No passado dia 31 de Outubro, foi aprovado o Orçamento e as Grandes Opções do Plano para 2017, com os votos favoráveis da coligação PS/CDU, apesar da abstenção do vereador Serrano.

Os Vereadores do PSD votaram contra, porque este é, de facto, um Orçamento “vazio”, em que se aumentam as taxas e a receita é cada vez menor.

Este é um Orçamento completamente oco, baseado apenas em medidas avulsas, sendo que em sede das Grandes Opções do Plano não se vislumbram medidas assentes numa estratégia para o Concelho de Tomar.

É no mínimo vergonhoso que se gastam em Estudos e Pareceres (350.000,00€), sendo ao mesmo tempo indecoroso o que se prevê gastar com Outros Trabalhos Especializados (860.000,00€).

Cada vez se gasta mais dinheiro “à lá carte”, ou seja, sem qualquer critério ou planeamento. Vejamos, todas as Rubricas assentes em “Outros” chegam a ultrapassar o montante de 2.800.000,00 €. Cremos, por isso, que se esconde onde se gasta o dinheiro dos munícipes em detrimento do real investimento em prol da população.

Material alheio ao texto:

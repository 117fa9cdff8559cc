use super::*;
use pretty_assertions::assert_eq;

#[test]
fn default_config_is_valid() {
    assert_eq!(Config::default().validate(), Ok(()));
}

#[test]
fn builder_rejects_negative_tolerance() {
    let err = Config::builder().tolerances(-1.0, 0.0).build().unwrap_err();
    assert_eq!(
        err,
        ConfigError::NegativeTolerance {
            name: "atol",
            value: -1.0
        }
    );
}

#[test]
fn builder_rejects_nan_tolerance() {
    let err = Config::builder()
        .tolerances(0.0, f64::NAN)
        .build()
        .unwrap_err();
    assert!(matches!(
        err,
        ConfigError::NonFiniteTolerance { name: "rtol", .. }
    ));
}

#[test]
fn builder_rejects_verbosity_out_of_range() {
    let err = Config::builder().verbosity(3).build().unwrap_err();
    assert_eq!(err, ConfigError::VerbosityOutOfRange(3));
}

#[test]
fn builder_rejects_empty_marker() {
    let err = Config::builder()
        .stopwords(["plt.", "  "])
        .build()
        .unwrap_err();
    assert_eq!(err, ConfigError::EmptyMarker { set: "stopwords" });
}

#[test]
fn skip_is_not_a_default_flag() {
    let err = Config::builder()
        .option_flags(OptionFlags::ELLIPSIS | OptionFlags::SKIP)
        .build()
        .unwrap_err();
    assert!(matches!(err, ConfigError::SkipInDefaults { .. }));
}

#[test]
fn tolerance_bound_scales_with_want() {
    let config = Config::builder().tolerances(0.001, 0.01).build().unwrap();
    let bound = config.tolerance_for(-2.0);
    assert!((bound - 0.021).abs() < 1e-12);
}

#[test]
fn resources_and_skip_list_lookup() {
    let config = Config::builder()
        .skip("pkg.broken")
        .local_resource("pkg.io", "data.csv")
        .build()
        .unwrap();
    assert!(config.is_skipped("pkg.broken"));
    assert!(!config.is_skipped("pkg.fine"));
    assert_eq!(config.resources_for("pkg.io"), &[PathBuf::from("data.csv")]);
    assert!(config.resources_for("pkg.other").is_empty());
}

#[test]
fn strategy_parses_from_cli_names() {
    assert_eq!("all".parse::<Strategy>(), Ok(Strategy::All));
    assert_eq!("api".parse::<Strategy>(), Ok(Strategy::PublicApi));
    assert_eq!(
        "everything".parse::<Strategy>(),
        Err(ConfigError::UnknownStrategy("everything".to_string()))
    );
}
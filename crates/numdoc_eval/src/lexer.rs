//! Source tokenizer.
//!
//! Newlines carry the indentation of the line they start. Newlines inside
//! brackets are dropped, so bracketed expressions may span lines.

use std::ops::Range;

use logos::Logos;
use numdoc_ir::ExecError;

use crate::errors::syntax_error;

#[derive(Logos, Debug, Clone, PartialEq)]
#[logos(skip r"[ \t\r]+")]
#[logos(skip r"#[^\n]*")]
#[logos(skip r"\\\r?\n")]
pub(crate) enum Token {
    #[regex(r"\n[ \t]*", |lex| indent_width(lex.slice()))]
    Newline(usize),

    #[token("for")]
    For,
    #[token("in")]
    In,
    #[token("while")]
    While,
    #[token("if")]
    If,
    #[token("elif")]
    Elif,
    #[token("else")]
    Else,
    #[token("def")]
    Def,
    #[token("return")]
    Return,
    #[token("raise")]
    Raise,
    #[token("assert")]
    Assert,
    #[token("import")]
    Import,
    #[token("from")]
    From,
    #[token("as")]
    As,
    #[token("del")]
    Del,
    #[token("pass")]
    Pass,
    #[token("break")]
    Break,
    #[token("continue")]
    Continue,
    #[token("not")]
    Not,
    #[token("and")]
    And,
    #[token("or")]
    Or,
    #[token("is")]
    Is,
    #[token("True")]
    True,
    #[token("False")]
    False,
    #[token("None")]
    None,

    #[regex(r"([0-9]+\.[0-9]*|\.[0-9]+)([eE][+-]?[0-9]+)?", |lex| lex.slice().parse::<f64>().ok())]
    #[regex(r"[0-9]+[eE][+-]?[0-9]+", |lex| lex.slice().parse::<f64>().ok())]
    Float(f64),
    #[regex(r"[0-9]+", |lex| lex.slice().parse::<i64>().ok())]
    Int(i64),
    #[regex(r#""([^"\\\n]|\\.)*""#, |lex| unescape(lex.slice()))]
    #[regex(r"'([^'\\\n]|\\.)*'", |lex| unescape(lex.slice()))]
    Str(String),
    #[regex(r"[A-Za-z_][A-Za-z0-9_]*", |lex| lex.slice().to_string())]
    Ident(String),

    #[token("+")]
    Plus,
    #[token("-")]
    Minus,
    #[token("*")]
    Star,
    #[token("**")]
    StarStar,
    #[token("/")]
    Slash,
    #[token("//")]
    SlashSlash,
    #[token("%")]
    Percent,
    #[token("@")]
    At,
    #[token("==")]
    EqEq,
    #[token("!=")]
    NotEq,
    #[token("<")]
    Lt,
    #[token("<=")]
    LtEq,
    #[token(">")]
    Gt,
    #[token(">=")]
    GtEq,
    #[token("=")]
    Eq,
    #[token("+=")]
    PlusEq,
    #[token("-=")]
    MinusEq,
    #[token("*=")]
    StarEq,
    #[token("/=")]
    SlashEq,
    #[token("(")]
    LParen,
    #[token(")")]
    RParen,
    #[token("[")]
    LBracket,
    #[token("]")]
    RBracket,
    #[token("{")]
    LBrace,
    #[token("}")]
    RBrace,
    #[token(",")]
    Comma,
    #[token(":")]
    Colon,
    #[token(";")]
    Semicolon,
    #[token(".")]
    Dot,
}

fn indent_width(slice: &str) -> usize {
    slice[1..]
        .chars()
        .map(|c| if c == '\t' { 8 } else { 1 })
        .sum()
}

fn unescape(slice: &str) -> String {
    let inner = &slice[1..slice.len() - 1];
    let mut out = String::with_capacity(inner.len());
    let mut chars = inner.chars();
    while let Some(c) = chars.next() {
        if c != '\\' {
            out.push(c);
            continue;
        }
        match chars.next() {
            Some('n') => out.push('\n'),
            Some('t') => out.push('\t'),
            Some('0') => out.push('\0'),
            Some(other) => out.push(other),
            None => out.push('\\'),
        }
    }
    out
}

/// A token with its byte range in the source.
pub(crate) type Spanned = (Token, Range<usize>);

/// Tokenize `source`, dropping newlines nested inside brackets.
pub(crate) fn tokenize(source: &str) -> Result<Vec<Spanned>, ExecError> {
    let mut lexer = Token::lexer(source);
    let mut tokens = Vec::new();
    let mut depth = 0usize;
    while let Some(token) = lexer.next() {
        let span = lexer.span();
        let Ok(token) = token else {
            return Err(syntax_error(format!(
                "invalid syntax at `{}`",
                &source[span.clone()]
            )));
        };
        match token {
            Token::LParen | Token::LBracket | Token::LBrace => depth += 1,
            Token::RParen | Token::RBracket | Token::RBrace => {
                depth = depth
                    .checked_sub(1)
                    .ok_or_else(|| syntax_error("unmatched closing bracket"))?;
            }
            Token::Newline(_) if depth > 0 => continue,
            _ => {}
        }
        tokens.push((token, span));
    }
    if depth > 0 {
        return Err(syntax_error("unexpected EOF while parsing"));
    }
    Ok(tokens)
}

Ficamos estupefactos como é que se podem alocar verbas a supostos “projetos avulsos”, onde não se justifica de onde serão provenientes as receitas para pagar estas despesas.

Faz se politica com base em promessas que são impossíveis de cumprir, utilizam-se os recursos da Autarquia em prol de uma política altamente propagandística, onde as Freguesias do Concelho de Tomar não são tratadas de forma igual.

Taxa-se tudo o que se pode e as receitas não aumentam. Incrivelmente o Vereador Bruno Graça, fala no envelhecimento da população e na diminuição dos residentes no Concelho. No entanto pergunta-se: o que se faz ou se propõem para inverter esta situação?

No que é que este Orçamento contribui para um incremento da atratividade das empresas e para a fixação de pessoas em Tomar?

Nós respondemos: em nada!  Pois este é um Orçamento desprovido de uma estratégia para Tomar, onde a propaganda e a demagogia se tornam nos alicerces desta Governação PS/CDU que é no mínimo, Catastrófica.